Aim of the exercise:
How many lines in the entries below contain the word "filename"? Answer with the number and nothing else.

Task input:
---------------

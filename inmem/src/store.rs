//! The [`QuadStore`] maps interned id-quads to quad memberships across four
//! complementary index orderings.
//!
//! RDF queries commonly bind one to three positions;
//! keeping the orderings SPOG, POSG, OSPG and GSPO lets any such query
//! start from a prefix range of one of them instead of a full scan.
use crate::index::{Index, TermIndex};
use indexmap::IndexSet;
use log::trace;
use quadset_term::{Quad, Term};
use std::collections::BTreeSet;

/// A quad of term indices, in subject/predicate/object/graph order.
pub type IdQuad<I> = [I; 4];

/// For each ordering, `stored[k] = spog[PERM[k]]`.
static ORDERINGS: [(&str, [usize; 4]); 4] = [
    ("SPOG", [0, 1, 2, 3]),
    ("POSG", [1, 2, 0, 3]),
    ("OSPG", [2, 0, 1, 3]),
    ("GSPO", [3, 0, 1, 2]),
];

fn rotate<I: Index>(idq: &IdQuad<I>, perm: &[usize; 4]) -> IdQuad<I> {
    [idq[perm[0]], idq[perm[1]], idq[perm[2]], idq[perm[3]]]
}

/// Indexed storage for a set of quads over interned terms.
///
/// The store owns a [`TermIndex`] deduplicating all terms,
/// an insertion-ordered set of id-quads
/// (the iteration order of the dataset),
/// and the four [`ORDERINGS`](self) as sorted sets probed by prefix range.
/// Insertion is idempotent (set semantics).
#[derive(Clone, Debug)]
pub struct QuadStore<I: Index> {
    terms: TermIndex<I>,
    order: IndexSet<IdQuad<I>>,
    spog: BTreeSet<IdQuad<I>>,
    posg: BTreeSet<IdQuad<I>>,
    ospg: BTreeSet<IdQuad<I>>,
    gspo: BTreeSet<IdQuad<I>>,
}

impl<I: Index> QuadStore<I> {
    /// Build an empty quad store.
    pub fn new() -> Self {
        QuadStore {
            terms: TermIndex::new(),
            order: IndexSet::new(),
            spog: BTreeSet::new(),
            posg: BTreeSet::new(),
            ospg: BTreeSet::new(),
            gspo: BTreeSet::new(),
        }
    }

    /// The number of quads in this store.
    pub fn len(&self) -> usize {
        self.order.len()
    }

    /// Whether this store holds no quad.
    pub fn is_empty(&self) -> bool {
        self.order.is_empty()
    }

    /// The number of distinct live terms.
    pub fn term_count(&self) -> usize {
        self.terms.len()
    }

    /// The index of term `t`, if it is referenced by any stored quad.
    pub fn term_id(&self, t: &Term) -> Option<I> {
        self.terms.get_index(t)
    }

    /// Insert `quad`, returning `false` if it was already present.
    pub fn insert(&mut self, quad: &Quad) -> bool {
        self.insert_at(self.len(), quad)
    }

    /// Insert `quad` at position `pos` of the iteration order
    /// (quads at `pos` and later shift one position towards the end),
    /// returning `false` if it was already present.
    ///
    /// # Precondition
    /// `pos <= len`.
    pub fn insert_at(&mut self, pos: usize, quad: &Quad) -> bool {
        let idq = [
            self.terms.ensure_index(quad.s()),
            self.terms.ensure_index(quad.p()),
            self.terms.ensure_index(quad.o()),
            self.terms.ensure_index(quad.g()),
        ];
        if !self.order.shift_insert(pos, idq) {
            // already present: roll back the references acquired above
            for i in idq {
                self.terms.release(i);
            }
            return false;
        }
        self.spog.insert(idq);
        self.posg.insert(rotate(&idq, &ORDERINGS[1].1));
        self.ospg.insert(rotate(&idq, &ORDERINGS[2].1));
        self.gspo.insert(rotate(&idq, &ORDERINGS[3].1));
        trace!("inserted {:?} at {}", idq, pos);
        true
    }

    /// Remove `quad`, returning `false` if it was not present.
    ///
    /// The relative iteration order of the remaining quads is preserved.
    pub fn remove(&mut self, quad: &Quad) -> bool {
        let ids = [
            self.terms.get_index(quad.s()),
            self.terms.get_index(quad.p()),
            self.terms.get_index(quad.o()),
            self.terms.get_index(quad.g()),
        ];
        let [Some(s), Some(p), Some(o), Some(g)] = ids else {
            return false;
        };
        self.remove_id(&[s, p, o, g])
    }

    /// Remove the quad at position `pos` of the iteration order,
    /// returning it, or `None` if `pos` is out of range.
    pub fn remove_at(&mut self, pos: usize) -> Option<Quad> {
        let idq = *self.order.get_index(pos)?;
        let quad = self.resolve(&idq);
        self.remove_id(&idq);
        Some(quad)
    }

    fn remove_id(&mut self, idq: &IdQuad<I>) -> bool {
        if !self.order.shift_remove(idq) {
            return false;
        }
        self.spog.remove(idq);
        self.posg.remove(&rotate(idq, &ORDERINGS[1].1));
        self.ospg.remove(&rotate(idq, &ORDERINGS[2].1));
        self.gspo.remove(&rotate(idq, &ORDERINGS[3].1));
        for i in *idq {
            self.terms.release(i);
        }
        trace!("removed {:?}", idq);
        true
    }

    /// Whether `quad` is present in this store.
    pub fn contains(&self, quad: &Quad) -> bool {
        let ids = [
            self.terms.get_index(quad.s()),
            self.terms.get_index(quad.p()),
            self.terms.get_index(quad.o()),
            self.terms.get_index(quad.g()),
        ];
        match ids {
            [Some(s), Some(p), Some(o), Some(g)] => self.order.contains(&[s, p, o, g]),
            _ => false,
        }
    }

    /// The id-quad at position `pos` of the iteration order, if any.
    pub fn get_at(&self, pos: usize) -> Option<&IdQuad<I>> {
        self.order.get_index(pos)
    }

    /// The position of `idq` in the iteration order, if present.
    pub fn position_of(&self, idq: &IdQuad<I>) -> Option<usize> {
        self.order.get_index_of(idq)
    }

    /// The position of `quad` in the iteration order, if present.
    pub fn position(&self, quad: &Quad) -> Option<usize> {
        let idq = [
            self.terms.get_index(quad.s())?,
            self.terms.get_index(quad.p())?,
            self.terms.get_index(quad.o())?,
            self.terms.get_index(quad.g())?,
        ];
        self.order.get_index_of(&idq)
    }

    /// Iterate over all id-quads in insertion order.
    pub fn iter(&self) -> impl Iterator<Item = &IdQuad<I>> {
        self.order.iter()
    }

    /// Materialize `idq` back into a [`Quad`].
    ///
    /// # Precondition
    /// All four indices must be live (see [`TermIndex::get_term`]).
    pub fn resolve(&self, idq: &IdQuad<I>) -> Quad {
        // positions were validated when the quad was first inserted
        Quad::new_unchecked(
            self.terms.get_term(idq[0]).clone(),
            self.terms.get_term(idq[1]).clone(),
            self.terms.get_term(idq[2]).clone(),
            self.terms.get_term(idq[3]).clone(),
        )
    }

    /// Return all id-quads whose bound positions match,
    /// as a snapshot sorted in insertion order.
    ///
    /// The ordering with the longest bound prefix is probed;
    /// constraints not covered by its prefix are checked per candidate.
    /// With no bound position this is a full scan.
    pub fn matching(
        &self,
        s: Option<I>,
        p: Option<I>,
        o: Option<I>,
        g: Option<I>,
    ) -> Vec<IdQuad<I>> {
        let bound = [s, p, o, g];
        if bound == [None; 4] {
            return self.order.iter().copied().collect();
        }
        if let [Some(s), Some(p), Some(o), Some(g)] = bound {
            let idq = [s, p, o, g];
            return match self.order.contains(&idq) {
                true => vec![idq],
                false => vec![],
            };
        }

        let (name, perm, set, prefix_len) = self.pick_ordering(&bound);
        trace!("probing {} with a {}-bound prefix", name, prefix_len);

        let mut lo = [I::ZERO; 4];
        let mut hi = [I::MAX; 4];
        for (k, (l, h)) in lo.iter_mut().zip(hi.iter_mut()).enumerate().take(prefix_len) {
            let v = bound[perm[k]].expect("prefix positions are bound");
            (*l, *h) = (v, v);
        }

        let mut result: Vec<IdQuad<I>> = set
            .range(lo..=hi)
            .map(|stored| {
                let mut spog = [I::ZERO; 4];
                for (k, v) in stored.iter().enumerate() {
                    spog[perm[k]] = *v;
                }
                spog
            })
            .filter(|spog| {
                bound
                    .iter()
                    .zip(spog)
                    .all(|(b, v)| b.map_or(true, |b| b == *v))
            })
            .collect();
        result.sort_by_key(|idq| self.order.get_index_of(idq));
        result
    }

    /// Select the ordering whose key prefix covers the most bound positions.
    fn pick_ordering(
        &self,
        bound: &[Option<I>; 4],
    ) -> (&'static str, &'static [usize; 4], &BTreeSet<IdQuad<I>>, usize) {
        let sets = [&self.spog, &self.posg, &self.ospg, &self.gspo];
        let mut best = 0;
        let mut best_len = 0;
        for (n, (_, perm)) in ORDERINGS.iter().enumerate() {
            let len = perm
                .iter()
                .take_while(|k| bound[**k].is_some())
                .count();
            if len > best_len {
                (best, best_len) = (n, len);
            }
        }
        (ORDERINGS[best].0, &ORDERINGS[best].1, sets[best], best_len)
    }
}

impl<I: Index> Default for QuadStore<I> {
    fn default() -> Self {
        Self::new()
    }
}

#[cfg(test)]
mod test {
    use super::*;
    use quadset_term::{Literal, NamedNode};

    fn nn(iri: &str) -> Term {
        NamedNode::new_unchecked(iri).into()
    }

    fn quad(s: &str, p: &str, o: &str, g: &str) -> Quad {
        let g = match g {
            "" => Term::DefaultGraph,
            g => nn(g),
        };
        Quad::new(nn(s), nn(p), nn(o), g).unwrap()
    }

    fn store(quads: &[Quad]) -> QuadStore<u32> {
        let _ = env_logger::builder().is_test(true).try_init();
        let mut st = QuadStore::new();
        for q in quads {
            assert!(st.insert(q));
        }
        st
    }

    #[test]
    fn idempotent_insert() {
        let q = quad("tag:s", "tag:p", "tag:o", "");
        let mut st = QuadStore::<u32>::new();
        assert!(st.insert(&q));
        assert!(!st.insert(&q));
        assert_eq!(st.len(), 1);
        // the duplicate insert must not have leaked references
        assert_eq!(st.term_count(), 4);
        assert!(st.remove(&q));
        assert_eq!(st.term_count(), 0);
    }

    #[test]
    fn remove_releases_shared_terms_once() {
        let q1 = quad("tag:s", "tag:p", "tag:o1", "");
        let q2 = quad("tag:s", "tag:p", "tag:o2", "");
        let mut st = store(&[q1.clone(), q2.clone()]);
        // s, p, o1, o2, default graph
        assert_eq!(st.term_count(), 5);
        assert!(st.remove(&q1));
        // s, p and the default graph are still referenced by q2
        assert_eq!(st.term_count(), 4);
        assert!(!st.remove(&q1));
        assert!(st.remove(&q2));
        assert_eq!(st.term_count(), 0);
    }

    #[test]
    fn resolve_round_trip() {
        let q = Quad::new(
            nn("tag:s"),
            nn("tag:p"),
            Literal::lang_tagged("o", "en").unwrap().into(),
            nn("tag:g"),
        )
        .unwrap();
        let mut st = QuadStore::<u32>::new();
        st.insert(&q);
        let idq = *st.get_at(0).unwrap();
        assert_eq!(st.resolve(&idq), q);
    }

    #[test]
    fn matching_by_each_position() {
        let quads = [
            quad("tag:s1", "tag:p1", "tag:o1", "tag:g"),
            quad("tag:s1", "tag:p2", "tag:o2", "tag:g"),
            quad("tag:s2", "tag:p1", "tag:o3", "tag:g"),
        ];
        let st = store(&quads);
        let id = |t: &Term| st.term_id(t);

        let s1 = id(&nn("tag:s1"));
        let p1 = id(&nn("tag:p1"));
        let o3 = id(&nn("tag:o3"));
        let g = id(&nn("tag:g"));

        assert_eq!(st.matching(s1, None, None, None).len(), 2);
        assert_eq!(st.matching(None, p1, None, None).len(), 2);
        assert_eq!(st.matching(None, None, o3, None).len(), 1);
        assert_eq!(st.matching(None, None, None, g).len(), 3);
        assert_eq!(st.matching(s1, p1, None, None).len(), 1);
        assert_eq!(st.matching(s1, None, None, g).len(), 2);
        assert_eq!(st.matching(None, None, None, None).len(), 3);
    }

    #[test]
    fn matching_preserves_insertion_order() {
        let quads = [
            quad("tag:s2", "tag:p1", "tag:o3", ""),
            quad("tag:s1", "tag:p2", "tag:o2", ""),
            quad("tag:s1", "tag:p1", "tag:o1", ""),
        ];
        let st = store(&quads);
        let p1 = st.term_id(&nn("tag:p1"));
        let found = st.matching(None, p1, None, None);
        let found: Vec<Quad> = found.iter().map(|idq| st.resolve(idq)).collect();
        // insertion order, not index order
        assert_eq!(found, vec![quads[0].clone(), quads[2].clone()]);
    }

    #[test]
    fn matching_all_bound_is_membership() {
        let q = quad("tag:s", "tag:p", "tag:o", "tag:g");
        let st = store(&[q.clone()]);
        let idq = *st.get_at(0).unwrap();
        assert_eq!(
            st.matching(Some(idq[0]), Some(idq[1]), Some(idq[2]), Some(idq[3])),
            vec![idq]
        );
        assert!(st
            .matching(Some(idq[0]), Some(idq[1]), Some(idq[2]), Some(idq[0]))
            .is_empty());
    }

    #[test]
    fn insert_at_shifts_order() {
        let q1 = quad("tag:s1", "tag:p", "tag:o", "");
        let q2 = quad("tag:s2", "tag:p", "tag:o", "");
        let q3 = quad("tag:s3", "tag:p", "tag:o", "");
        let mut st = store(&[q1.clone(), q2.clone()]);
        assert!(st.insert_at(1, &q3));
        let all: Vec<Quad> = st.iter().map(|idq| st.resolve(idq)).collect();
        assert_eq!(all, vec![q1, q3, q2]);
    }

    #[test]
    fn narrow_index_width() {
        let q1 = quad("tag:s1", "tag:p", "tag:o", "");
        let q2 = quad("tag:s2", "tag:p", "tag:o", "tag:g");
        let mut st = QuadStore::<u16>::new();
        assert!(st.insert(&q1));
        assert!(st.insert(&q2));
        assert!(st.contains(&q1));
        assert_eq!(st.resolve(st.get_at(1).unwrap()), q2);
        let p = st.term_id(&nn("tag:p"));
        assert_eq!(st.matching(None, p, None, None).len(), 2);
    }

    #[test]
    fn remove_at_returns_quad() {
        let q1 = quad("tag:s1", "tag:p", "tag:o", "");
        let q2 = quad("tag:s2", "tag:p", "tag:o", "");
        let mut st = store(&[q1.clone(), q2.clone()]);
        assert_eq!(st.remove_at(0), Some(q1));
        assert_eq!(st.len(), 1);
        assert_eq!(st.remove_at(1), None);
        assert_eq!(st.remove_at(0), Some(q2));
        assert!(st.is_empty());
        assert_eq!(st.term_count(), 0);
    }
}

---------------

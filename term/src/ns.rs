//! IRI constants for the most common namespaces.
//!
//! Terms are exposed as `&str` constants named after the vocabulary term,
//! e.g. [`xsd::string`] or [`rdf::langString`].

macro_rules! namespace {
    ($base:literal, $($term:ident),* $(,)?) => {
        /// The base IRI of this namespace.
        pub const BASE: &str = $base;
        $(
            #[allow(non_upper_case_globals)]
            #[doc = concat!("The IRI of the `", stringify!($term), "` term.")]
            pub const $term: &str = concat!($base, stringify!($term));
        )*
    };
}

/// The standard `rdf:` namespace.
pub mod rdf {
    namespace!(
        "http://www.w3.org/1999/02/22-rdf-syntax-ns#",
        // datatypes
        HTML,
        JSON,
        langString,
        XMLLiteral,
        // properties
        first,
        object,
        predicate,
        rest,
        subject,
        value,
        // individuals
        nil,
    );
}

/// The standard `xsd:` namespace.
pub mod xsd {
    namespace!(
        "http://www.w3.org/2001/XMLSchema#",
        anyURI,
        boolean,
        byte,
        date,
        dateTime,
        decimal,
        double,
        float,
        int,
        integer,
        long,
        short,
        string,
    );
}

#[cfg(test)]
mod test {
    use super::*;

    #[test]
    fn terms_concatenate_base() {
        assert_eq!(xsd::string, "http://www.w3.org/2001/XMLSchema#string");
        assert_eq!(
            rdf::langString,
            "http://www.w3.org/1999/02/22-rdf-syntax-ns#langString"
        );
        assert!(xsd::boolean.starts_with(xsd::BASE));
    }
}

---------------

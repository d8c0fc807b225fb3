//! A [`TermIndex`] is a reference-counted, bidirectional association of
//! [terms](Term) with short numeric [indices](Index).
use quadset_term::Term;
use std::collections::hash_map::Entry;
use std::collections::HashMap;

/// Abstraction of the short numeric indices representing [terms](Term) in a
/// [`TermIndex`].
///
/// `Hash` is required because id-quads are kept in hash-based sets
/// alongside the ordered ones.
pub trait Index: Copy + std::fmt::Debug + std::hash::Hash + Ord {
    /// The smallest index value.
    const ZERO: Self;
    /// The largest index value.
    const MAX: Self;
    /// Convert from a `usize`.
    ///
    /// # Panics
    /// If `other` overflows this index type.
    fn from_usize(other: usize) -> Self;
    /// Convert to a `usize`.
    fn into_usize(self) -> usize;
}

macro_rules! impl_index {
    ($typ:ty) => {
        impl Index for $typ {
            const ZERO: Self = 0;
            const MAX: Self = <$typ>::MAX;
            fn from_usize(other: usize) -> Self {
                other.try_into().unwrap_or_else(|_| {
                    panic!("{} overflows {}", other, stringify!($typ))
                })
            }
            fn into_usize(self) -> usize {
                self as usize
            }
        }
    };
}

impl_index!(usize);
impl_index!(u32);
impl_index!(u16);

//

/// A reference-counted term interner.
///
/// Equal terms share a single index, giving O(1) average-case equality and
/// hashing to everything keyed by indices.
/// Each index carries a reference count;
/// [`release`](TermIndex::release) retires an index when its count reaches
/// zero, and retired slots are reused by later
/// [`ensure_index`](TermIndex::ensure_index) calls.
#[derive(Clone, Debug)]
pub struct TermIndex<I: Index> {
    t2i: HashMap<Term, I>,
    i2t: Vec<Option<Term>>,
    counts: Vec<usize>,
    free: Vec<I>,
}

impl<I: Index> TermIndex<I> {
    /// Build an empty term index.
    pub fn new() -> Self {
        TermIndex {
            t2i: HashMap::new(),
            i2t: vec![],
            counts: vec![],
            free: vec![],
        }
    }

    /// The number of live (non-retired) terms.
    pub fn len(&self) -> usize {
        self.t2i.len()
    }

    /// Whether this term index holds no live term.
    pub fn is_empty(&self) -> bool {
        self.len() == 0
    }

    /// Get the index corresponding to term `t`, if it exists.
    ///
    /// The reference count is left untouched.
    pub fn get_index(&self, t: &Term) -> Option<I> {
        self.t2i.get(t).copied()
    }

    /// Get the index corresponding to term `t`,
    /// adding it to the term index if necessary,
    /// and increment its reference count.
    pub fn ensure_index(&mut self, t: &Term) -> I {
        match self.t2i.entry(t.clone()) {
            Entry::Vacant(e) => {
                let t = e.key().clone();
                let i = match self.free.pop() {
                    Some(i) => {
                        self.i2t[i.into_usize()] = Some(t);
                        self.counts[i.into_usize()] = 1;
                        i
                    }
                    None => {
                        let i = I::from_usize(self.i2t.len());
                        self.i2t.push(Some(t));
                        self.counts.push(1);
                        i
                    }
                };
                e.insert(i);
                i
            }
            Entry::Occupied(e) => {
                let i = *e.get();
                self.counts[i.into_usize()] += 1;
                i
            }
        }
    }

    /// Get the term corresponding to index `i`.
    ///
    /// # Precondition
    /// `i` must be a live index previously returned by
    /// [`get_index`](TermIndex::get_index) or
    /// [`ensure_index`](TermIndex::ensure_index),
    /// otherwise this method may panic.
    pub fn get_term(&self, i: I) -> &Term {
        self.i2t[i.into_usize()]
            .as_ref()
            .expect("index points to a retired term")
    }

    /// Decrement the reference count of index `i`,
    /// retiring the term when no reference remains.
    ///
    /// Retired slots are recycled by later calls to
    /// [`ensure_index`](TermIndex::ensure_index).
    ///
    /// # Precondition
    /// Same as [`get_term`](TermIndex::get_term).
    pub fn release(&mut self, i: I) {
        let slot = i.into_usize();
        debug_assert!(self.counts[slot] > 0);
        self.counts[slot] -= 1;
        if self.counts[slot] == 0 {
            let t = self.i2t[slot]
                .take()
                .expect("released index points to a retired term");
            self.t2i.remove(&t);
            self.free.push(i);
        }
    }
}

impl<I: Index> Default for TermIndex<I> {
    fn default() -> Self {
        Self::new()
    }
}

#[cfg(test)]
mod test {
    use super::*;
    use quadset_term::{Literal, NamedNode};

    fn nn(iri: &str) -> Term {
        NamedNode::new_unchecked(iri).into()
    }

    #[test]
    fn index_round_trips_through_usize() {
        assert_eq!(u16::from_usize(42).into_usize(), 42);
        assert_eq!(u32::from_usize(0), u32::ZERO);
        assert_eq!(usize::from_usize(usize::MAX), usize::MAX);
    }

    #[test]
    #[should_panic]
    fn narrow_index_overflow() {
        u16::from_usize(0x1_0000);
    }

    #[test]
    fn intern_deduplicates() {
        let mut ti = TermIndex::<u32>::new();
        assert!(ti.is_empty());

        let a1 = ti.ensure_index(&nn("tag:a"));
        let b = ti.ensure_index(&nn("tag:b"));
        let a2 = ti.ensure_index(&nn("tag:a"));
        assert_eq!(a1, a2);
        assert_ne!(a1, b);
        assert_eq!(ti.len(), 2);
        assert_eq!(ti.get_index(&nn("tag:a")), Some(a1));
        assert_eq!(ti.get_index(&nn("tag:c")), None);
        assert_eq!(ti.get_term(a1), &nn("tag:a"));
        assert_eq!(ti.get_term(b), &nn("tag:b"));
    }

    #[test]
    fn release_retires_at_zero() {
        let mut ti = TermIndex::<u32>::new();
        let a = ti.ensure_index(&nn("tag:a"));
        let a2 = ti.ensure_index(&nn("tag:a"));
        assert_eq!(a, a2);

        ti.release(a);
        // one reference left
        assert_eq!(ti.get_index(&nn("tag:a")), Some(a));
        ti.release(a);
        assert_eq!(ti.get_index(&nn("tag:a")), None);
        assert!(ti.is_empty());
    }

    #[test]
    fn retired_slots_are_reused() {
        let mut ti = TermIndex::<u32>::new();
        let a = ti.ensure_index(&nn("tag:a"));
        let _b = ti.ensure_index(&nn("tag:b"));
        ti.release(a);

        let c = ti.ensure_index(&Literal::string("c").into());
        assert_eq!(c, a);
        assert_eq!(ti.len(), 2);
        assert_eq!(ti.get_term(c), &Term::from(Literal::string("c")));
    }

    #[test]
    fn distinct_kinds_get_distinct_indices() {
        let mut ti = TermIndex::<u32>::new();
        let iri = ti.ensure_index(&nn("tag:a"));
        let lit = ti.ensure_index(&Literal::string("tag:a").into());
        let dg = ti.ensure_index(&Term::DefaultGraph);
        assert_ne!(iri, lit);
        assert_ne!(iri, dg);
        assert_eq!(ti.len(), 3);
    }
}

---------------

Reply to the exercise:
2